### BRIEF
In the entries that follow, find each line with the word "replies" and copy it.

### EXERCISE DATA
##########

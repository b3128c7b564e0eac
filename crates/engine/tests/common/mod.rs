// In crates/engine/tests/common/mod.rs

#![allow(dead_code)]

use advisor::PlanAdvisor;
use async_trait::async_trait;
use core_types::{ClientOrderId, Order, OrderId, Side, SignalSource, Symbol, TradePlan, TradeRecord, TradeSignal};
use database::TradeRecordSink;
use engine::{ExecutionPipeline, PipelineTimeouts, PositionBook};
use execution::{BrokerError, OrderAck, OrderGateway};
use risk::{FixedFractionalRiskManager, RiskConfig};
use rust_decimal::Decimal;
use rust_decimal_macros::dec;
use std::collections::{HashMap, VecDeque};
use std::sync::atomic::{AtomicUsize, Ordering};
use std::sync::{Arc, Mutex};
use std::time::Duration;

pub fn signal(symbol: &str, entry: Decimal) -> TradeSignal {
    TradeSignal {
        symbol: Symbol::from(symbol),
        side: Side::Buy,
        entry_price: entry,
        stop_guess: None,
        target_guess: None,
        reason: "breakout".into(),
        source: SignalSource::Technical,
    }
}

pub fn plan(symbol: &str, stop: Option<Decimal>, target: Option<Decimal>) -> TradePlan {
    TradePlan {
        symbol: Symbol::from(symbol),
        side: Side::Buy,
        stop,
        target,
        confidence: Some(0.7),
        reason: "advisor agrees".into(),
    }
}

pub fn risk(max_positions: u32) -> Arc<FixedFractionalRiskManager> {
    let config = RiskConfig::new(dec!(0.02), dec!(3.0), max_positions, false).unwrap();
    Arc::new(FixedFractionalRiskManager::new(config))
}

pub fn fast_timeouts() -> PipelineTimeouts {
    PipelineTimeouts {
        context: Duration::from_millis(100),
        advisor: Duration::from_millis(100),
        broker: Duration::from_millis(200),
        sink: Duration::from_millis(100),
    }
}

/// Builds a pipeline with $100,000 equity and the default test limits.
pub fn pipeline(
    gateway: Arc<dyn OrderGateway>,
    primary: Arc<dyn PlanAdvisor>,
    max_positions: u32,
) -> ExecutionPipeline {
    ExecutionPipeline::new(
        risk(max_positions),
        gateway,
        primary,
        Arc::new(PositionBook::new(dec!(100000), max_positions)),
    )
    .with_timeouts(fast_timeouts())
}

// --- Advisors ---

/// Always returns the same plan.
pub struct FixedAdvisor(pub TradePlan);

#[async_trait]
impl PlanAdvisor for FixedAdvisor {
    fn name(&self) -> &'static str {
        "fixed"
    }

    async fn refine(&self, _signal: &TradeSignal, _context: &str) -> advisor::Result<TradePlan> {
        Ok(self.0.clone())
    }
}

/// Never answers in time.
pub struct StalledAdvisor;

#[async_trait]
impl PlanAdvisor for StalledAdvisor {
    fn name(&self) -> &'static str {
        "stalled"
    }

    async fn refine(&self, _signal: &TradeSignal, _context: &str) -> advisor::Result<TradePlan> {
        tokio::time::sleep(Duration::from_secs(30)).await;
        Err(advisor::Error::EmptyReply)
    }
}

// --- Gateway ---

/// A venue whose replies are scripted per call.
#[derive(Default)]
pub struct ScriptedGateway {
    placed: Mutex<Vec<Order>>,
    replies: Mutex<VecDeque<Result<OrderAck, BrokerError>>>,
    known: Mutex<HashMap<ClientOrderId, OrderId>>,
    remember_ambiguous: bool,
    delay: Duration,
    in_flight: Mutex<HashMap<Symbol, usize>>,
    max_in_flight: AtomicUsize,
    status_calls: AtomicUsize,
}

impl ScriptedGateway {
    pub fn new() -> Self {
        Self::default()
    }

    /// Makes every `place_order` take `delay`.
    pub fn with_delay(mut self, delay: Duration) -> Self {
        self.delay = delay;
        self
    }

    /// Queues the reply for the next `place_order`.
    pub fn reply(self, reply: Result<OrderAck, BrokerError>) -> Self {
        self.replies.lock().unwrap().push_back(reply);
        self
    }

    /// Ambiguous failures still leave the order at the venue.
    pub fn remembering_ambiguous_orders(mut self) -> Self {
        self.remember_ambiguous = true;
        self
    }

    pub fn placed(&self) -> Vec<Order> {
        self.placed.lock().unwrap().clone()
    }

    pub fn status_calls(&self) -> usize {
        self.status_calls.load(Ordering::SeqCst)
    }

    /// The most `place_order` calls ever in flight for a single symbol.
    pub fn max_in_flight_per_symbol(&self) -> usize {
        self.max_in_flight.load(Ordering::SeqCst)
    }
}

#[async_trait]
impl OrderGateway for ScriptedGateway {
    fn name(&self) -> &'static str {
        "ScriptedGateway"
    }

    async fn get_price(&self, _symbol: &Symbol) -> execution::Result<Decimal> {
        Ok(dec!(50))
    }

    async fn place_order(&self, order: &Order) -> execution::Result<OrderAck> {
        {
            let mut in_flight = self.in_flight.lock().unwrap();
            let count = in_flight.entry(order.symbol.clone()).or_default();
            *count += 1;
            self.max_in_flight.fetch_max(*count, Ordering::SeqCst);
        }
        if !self.delay.is_zero() {
            tokio::time::sleep(self.delay).await;
        }
        *self.in_flight.lock().unwrap().entry(order.symbol.clone()).or_default() -= 1;

        let n = {
            let mut placed = self.placed.lock().unwrap();
            placed.push(order.clone());
            placed.len()
        };
        let reply = self
            .replies
            .lock()
            .unwrap()
            .pop_front()
            .unwrap_or_else(|| Ok(OrderAck::new(OrderId(format!("ord-{n}")))));

        match &reply {
            Ok(ack) => {
                self.known.lock().unwrap().insert(order.client_order_id.clone(), ack.order_id.clone());
            }
            Err(e) if e.is_ambiguous() && self.remember_ambiguous => {
                self.known
                    .lock()
                    .unwrap()
                    .insert(order.client_order_id.clone(), OrderId(format!("late-{n}")));
            }
            Err(_) => {}
        }
        reply
    }

    async fn order_status(
        &self,
        _symbol: &Symbol,
        client_order_id: &ClientOrderId,
    ) -> execution::Result<Option<OrderId>> {
        self.status_calls.fetch_add(1, Ordering::SeqCst);
        Ok(self.known.lock().unwrap().get(client_order_id).cloned())
    }
}

// --- Sinks ---

#[derive(Default)]
pub struct MemorySink {
    records: Mutex<Vec<TradeRecord>>,
}

impl MemorySink {
    pub fn records(&self) -> Vec<TradeRecord> {
        self.records.lock().unwrap().clone()
    }
}

#[async_trait]
impl TradeRecordSink for MemorySink {
    fn name(&self) -> &'static str {
        "MemorySink"
    }

    async fn append(&self, record: &TradeRecord) -> database::Result<()> {
        self.records.lock().unwrap().push(record.clone());
        Ok(())
    }
}

pub struct FailingSink;

#[async_trait]
impl TradeRecordSink for FailingSink {
    fn name(&self) -> &'static str {
        "FailingSink"
    }

    async fn append(&self, _record: &TradeRecord) -> database::Result<()> {
        Err(database::Error::Io(std::io::Error::other("disk full")))
    }
}
// In crates/engine/src/outcome.rs

use core_types::OrderId;
use execution::BrokerError;
use risk::RejectionReason;
use std::fmt;

/// Where a signal's journey through the pipeline ended.
#[derive(Debug, Clone, PartialEq)]
pub enum SignalOutcome {
    /// Neither advisor produced a usable plan. No order was placed.
    PlanUnavailable,
    /// The signal was refused before or at the venue.
    Rejected {
        reason: RejectionReason,
        /// Set when `reason` is [`RejectionReason::BrokerError`].
        broker_error: Option<BrokerError>,
    },
    /// The order was submitted and every sink stored the record.
    Recorded { order_id: OrderId },
    /// The order was submitted but some sinks failed to store the record.
    RecordPartial {
        order_id: OrderId,
        failed_sinks: Vec<&'static str>,
    },
}

impl SignalOutcome {
    pub fn rejected(reason: RejectionReason) -> Self {
        SignalOutcome::Rejected { reason, broker_error: None }
    }

    pub fn broker_rejected(error: BrokerError) -> Self {
        SignalOutcome::Rejected {
            reason: RejectionReason::BrokerError,
            broker_error: Some(error),
        }
    }

    /// The venue order id, if the order was submitted.
    pub fn order_id(&self) -> Option<&OrderId> {
        match self {
            SignalOutcome::Recorded { order_id } | SignalOutcome::RecordPartial { order_id, .. } => {
                Some(order_id)
            }
            _ => None,
        }
    }
}

impl fmt::Display for SignalOutcome {
    fn fmt(&self, f: &mut fmt::Formatter<'_>) -> fmt::Result {
        match self {
            SignalOutcome::PlanUnavailable => f.write_str("plan unavailable"),
            SignalOutcome::Rejected { reason, broker_error: Some(e) } => write!(f, "rejected: {reason} ({e})"),
            SignalOutcome::Rejected { reason, broker_error: None } => write!(f, "rejected: {reason}"),
            SignalOutcome::Recorded { order_id } => write!(f, "recorded {order_id}"),
            SignalOutcome::RecordPartial { order_id, failed_sinks } => {
                write!(f, "recorded {order_id}, failed sinks: {}", failed_sinks.join(", "))
            }
        }
    }
}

##########

### OUTPUT
/// A venue whose replies are scripted per call.
    replies: Mutex<VecDeque<Result<OrderAck, BrokerError>>>,
        self.replies.lock().unwrap().push_back(reply);
            .replies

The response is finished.